**Action item**
Filter the entries for lines with the word "rollback".

[Stored data]
+===+

//! IPROTO transport over an async byte stream.
//!
//! Production code runs over `TcpStream`; any `AsyncRead + AsyncWrite`
//! stream works once the greeting has been read, which is how the tests
//! drive the transport through an in-memory duplex pipe.

use async_trait::async_trait;
use std::time::Duration;
use tokio::io::{AsyncRead, AsyncReadExt, AsyncWrite, AsyncWriteExt};
use tokio::net::TcpStream;
use tokio::time::timeout;
use tracing::{debug, trace, warn};

use crate::error::TransportError;
use crate::query::WireValue;

use super::messages::{
    frame_length, scramble, ExecuteResponse, Greeting, IsolationLevel, Request, Response,
    SessionInfo, StreamId, GREETING_SIZE, LENGTH_PREFIX_SIZE,
};
use super::protocol::{ConnectionParams, Credentials, TransportProtocol, DEFAULT_REQUEST_TIMEOUT};

/// Streams the transport can open by itself.
#[async_trait]
pub trait Dial: Sized + Send {
    async fn dial(params: &ConnectionParams) -> std::io::Result<Self>;
}

#[async_trait]
impl Dial for TcpStream {
    async fn dial(params: &ConnectionParams) -> std::io::Result<Self> {
        let stream = TcpStream::connect((params.host.as_str(), params.port)).await?;
        stream.set_nodelay(true)?;
        Ok(stream)
    }
}

/// Connection state tracking.
#[derive(Debug, Clone, Copy, PartialEq, Eq)]
enum ConnectionState {
    /// Not connected
    Disconnected,
    /// Greeting received
    Connected,
    /// Connected and authenticated
    Authenticated,
    /// Connection closed
    Closed,
}

/// IPROTO client transport.
pub struct IprotoTransport<S = TcpStream> {
    stream: Option<S>,
    greeting: Option<Greeting>,
    session: Option<SessionInfo>,
    state: ConnectionState,
    next_sync: u64,
    request_timeout: Duration,
}

impl<S> std::fmt::Debug for IprotoTransport<S> {
    fn fmt(&self, f: &mut std::fmt::Formatter<'_>) -> std::fmt::Result {
        f.debug_struct("IprotoTransport")
            .field("state", &self.state)
            .field("greeting", &self.greeting)
            .field("next_sync", &self.next_sync)
            .finish()
    }
}

/// Read one length-prefixed frame and return its payload.
pub(crate) async fn read_frame<R>(reader: &mut R) -> Result<Vec<u8>, TransportError>
where
    R: AsyncRead + Unpin,
{
    let mut prefix = [0u8; LENGTH_PREFIX_SIZE];
    reader.read_exact(&mut prefix).await?;
    let len = frame_length(&prefix)?;
    let mut payload = vec![0u8; len];
    reader.read_exact(&mut payload).await?;
    Ok(payload)
}

impl<S> IprotoTransport<S>
where
    S: AsyncRead + AsyncWrite + Unpin + Send + Sync,
{
    /// Create a disconnected transport.
    pub fn new() -> Self {
        Self {
            stream: None,
            greeting: None,
            session: None,
            state: ConnectionState::Disconnected,
            next_sync: 1,
            request_timeout: DEFAULT_REQUEST_TIMEOUT,
        }
    }

    /// Take over an already opened stream and read the server greeting.
    pub async fn from_stream(stream: S, request_timeout: Duration) -> Result<Self, TransportError> {
        let mut transport = Self::new();
        transport.request_timeout = request_timeout;
        transport.attach(stream).await?;
        Ok(transport)
    }

    async fn attach(&mut self, mut stream: S) -> Result<(), TransportError> {
        let mut buf = [0u8; GREETING_SIZE];
        stream.read_exact(&mut buf).await?;
        let greeting = Greeting::parse(&buf)?;
        debug!(version = %greeting.version, "received greeting");

        self.stream = Some(stream);
        self.greeting = Some(greeting);
        self.session = None;
        self.state = ConnectionState::Connected;
        Ok(())
    }

    /// Greeting of the connected server.
    pub fn greeting(&self) -> Option<&Greeting> {
        self.greeting.as_ref()
    }

    /// Session established by [`authenticate`](TransportProtocol::authenticate).
    pub fn session(&self) -> Option<&SessionInfo> {
        self.session.as_ref()
    }

    fn require_authenticated(&self) -> Result<(), TransportError> {
        match self.state {
            ConnectionState::Authenticated => Ok(()),
            ConnectionState::Connected => Err(TransportError::ProtocolError(
                "Must authenticate before executing requests".to_string(),
            )),
            _ => Err(TransportError::NotConnected),
        }
    }

    /// Drop a stream whose framing can no longer be trusted.
    fn mark_broken(&mut self) {
        self.stream = None;
        self.state = ConnectionState::Closed;
    }

    async fn round_trip(&mut self, request: Request) -> Result<Response, TransportError> {
        let sync = self.next_sync;
        self.next_sync = self.next_sync.wrapping_add(1);
        let frame = request.encode(sync)?;
        let request_timeout = self.request_timeout;

        let stream = self.stream.as_mut().ok_or(TransportError::NotConnected)?;
        trace!(
            request = ?request.request_type,
            sync,
            stream = ?request.stream,
            bytes = frame.len(),
            "sending request"
        );

        let exchange = async {
            stream.write_all(&frame).await?;
            stream.flush().await?;
            let payload = read_frame(stream).await?;
            Ok::<Vec<u8>, TransportError>(payload)
        };

        let outcome = timeout(request_timeout, exchange).await;
        let payload = match outcome {
            Ok(Ok(payload)) => payload,
            Ok(Err(e)) => {
                warn!(error = %e, "request failed, dropping connection");
                self.mark_broken();
                return Err(e);
            }
            Err(_) => {
                warn!(sync, "request timed out, dropping connection");
                self.mark_broken();
                return Err(TransportError::Timeout {
                    timeout_ms: request_timeout.as_millis() as u64,
                });
            }
        };

        let response = Response::decode(&payload)?;
        trace!(sync = response.sync, code = response.code, "received response");
        if response.sync != sync {
            self.mark_broken();
            return Err(TransportError::InvalidResponse(format!(
                "response sync {} does not match request {}",
                response.sync, sync
            )));
        }
        Ok(response)
    }
}

impl<S> Default for IprotoTransport<S>
where
    S: AsyncRead + AsyncWrite + Unpin + Send + Sync,
{
    fn default() -> Self {
        Self::new()
    }
}

#[async_trait]
impl<S> TransportProtocol for IprotoTransport<S>
where
    S: Dial + AsyncRead + AsyncWrite + Unpin + Send + Sync + 'static,
{
    async fn connect(&mut self, params: &ConnectionParams) -> Result<(), TransportError> {
        if matches!(
            self.state,
            ConnectionState::Connected | ConnectionState::Authenticated
        ) {
            return Err(TransportError::ProtocolError(
                "Already connected".to_string(),
            ));
        }

        debug!(address = %params.address(), "connecting");
        let timeout_ms = params.connect_timeout.as_millis() as u64;
        let stream = timeout(params.connect_timeout, S::dial(params))
            .await
            .map_err(|_| TransportError::Timeout { timeout_ms })??;

        self.request_timeout = params.request_timeout;
        timeout(params.connect_timeout, self.attach(stream))
            .await
            .map_err(|_| TransportError::Timeout { timeout_ms })?
    }

    async fn authenticate(
        &mut self,
        credentials: &Credentials,
    ) -> Result<SessionInfo, TransportError> {
        if self.state != ConnectionState::Connected && self.state != ConnectionState::Authenticated
        {
            return Err(TransportError::ProtocolError(
                "Must connect before authenticating".to_string(),
            ));
        }
        let greeting = self.greeting.clone().ok_or(TransportError::NotConnected)?;

        if !credentials.is_guest() {
            let scrambled = scramble(&greeting.salt, &credentials.password);
            let request = Request::auth(&credentials.username, &scrambled)?;
            self.round_trip(request).await?.into_result()?;
        }

        let session = SessionInfo {
            server_version: greeting.version,
            username: credentials.username.clone(),
        };
        debug!(user = %session.username, "authenticated");
        self.session = Some(session.clone());
        self.state = ConnectionState::Authenticated;
        Ok(session)
    }

    async fn execute(
        &mut self,
        sql: &str,
        args: Vec<WireValue>,
        stream: Option<StreamId>,
    ) -> Result<ExecuteResponse, TransportError> {
        self.require_authenticated()?;
        let request = Request::execute(sql, args)?.on_stream(stream);
        self.round_trip(request).await?.into_execute_response()
    }

    async fn ping(&mut self) -> Result<(), TransportError> {
        if !self.is_connected() {
            return Err(TransportError::NotConnected);
        }
        self.round_trip(Request::ping()?).await?.into_result()?;
        Ok(())
    }

    async fn begin(
        &mut self,
        stream: StreamId,
        isolation: IsolationLevel,
    ) -> Result<(), TransportError> {
        self.require_authenticated()?;
        let request = Request::begin(isolation, None)?.on_stream(Some(stream));
        self.round_trip(request).await?.into_result()?;
        Ok(())
    }

    async fn commit(&mut self, stream: StreamId) -> Result<(), TransportError> {
        self.require_authenticated()?;
        let request = Request::commit()?.on_stream(Some(stream));
        self.round_trip(request).await?.into_result()?;
        Ok(())
    }

    async fn rollback(&mut self, stream: StreamId) -> Result<(), TransportError> {
        self.require_authenticated()?;
        let request = Request::rollback()?.on_stream(Some(stream));
        self.round_trip(request).await?.into_result()?;
        Ok(())
    }

    async fn close(&mut self) -> Result<(), TransportError> {
        if let Some(mut stream) = self.stream.take() {
            // The peer may already be gone.
            let _ = stream.shutdown().await;
            debug!("connection closed");
        }
        self.session = None;
        if self.state != ConnectionState::Disconnected {
            self.state = ConnectionState::Closed;
        }
        Ok(())
    }

    fn is_connected(&self) -> bool {
        matches!(
            self.state,
            ConnectionState::Connected | ConnectionState::Authenticated
        )
    }
}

+===+

**Problem solution**
    async fn rollback(&mut self, stream: StreamId) -> Result<(), TransportError> {
        let request = Request::rollback()?.on_stream(Some(stream));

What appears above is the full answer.